The British government, led by Prime Minister Theresa May, is appealing a ruling issued in October that declared it could not unilaterally invoke Article 50 of the Lisbon Treaty—the mechanism that would begin formal exit negotiations with the EU—without a parliamentary vote. The 11 justices who sit on Britain's Supreme Court began hearing arguments for the case Monday morning.
May has said the ruling would not derail her plans to begin Brexit negotiations by the end of March. Even if the court rules against the government and upholds its earlier judgment, lawmakers are unlikely to halt Britain's departure from the EU given the popular vote.
Hannan said while most of those who voted to remain in the EU have now accepted the referendum result, a small number of people, primarily students, have refused to come to terms with Brexit's victory.
"It's the slightly spoiled millennials … who have been taught from the moment they went to school that the correct way to deal with a difficult opinion is to try to silence it and that someone disagreeing with them is a form of violence, rather than something that just happens in life," he said. "They didn't sit down and do a cost-benefit analysis, it was entirely about ‘Am I a nice cosmopolitan, outward looking person or am I an evil, wicked bigot?'"
"Having built up in their minds the referendum purely as a Kulturkampf between decent internationalist people and nasty racists, can you imagine the shock they must have felt waking up on the 24th of June to think that 52 percent of their fellow countrymen were racists? That's why they're struggling to come to terms with it," he continued.

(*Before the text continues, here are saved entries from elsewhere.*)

//! File layout of a content file

use astral_core::{BuildingDef, EnemyDef, GuildDef, SpellDef};
use serde::{Deserialize, Serialize};

/// One RON content file
///
/// Every table is optional, so content can be split across files by kind.
#[derive(Debug, Clone, Default, Serialize, Deserialize)]
#[serde(default)]
pub struct ContentFile {
    pub buildings: Vec<BuildingDef>,
    pub spells: Vec<SpellDef>,
    pub enemies: Vec<EnemyDef>,
    pub guilds: Vec<GuildDef>,
}

impl ContentFile {
    pub fn is_empty(&self) -> bool {
        self.buildings.is_empty()
            && self.spells.is_empty()
            && self.enemies.is_empty()
            && self.guilds.is_empty()
    }
}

Britain's Supreme Court will continue hearings on Tuesday, with arguments expected to end Thursday. The justices will likely issue a verdict in January.
While Remainers predict that Britain's economy will be harmed from leaving the EU, Hannan said the British economy would benefit from the government's ability to negotiate trade deals independently from Brussels.
"We have the opportunity to open our markets across the board," he said. "And the best of it is instead of coming at a cost to our taxpayers, it will come as a huge benefit to our consumers. … That's the opportunity that we now have and it's not going to come again. We've got a couple of years where we can get this right."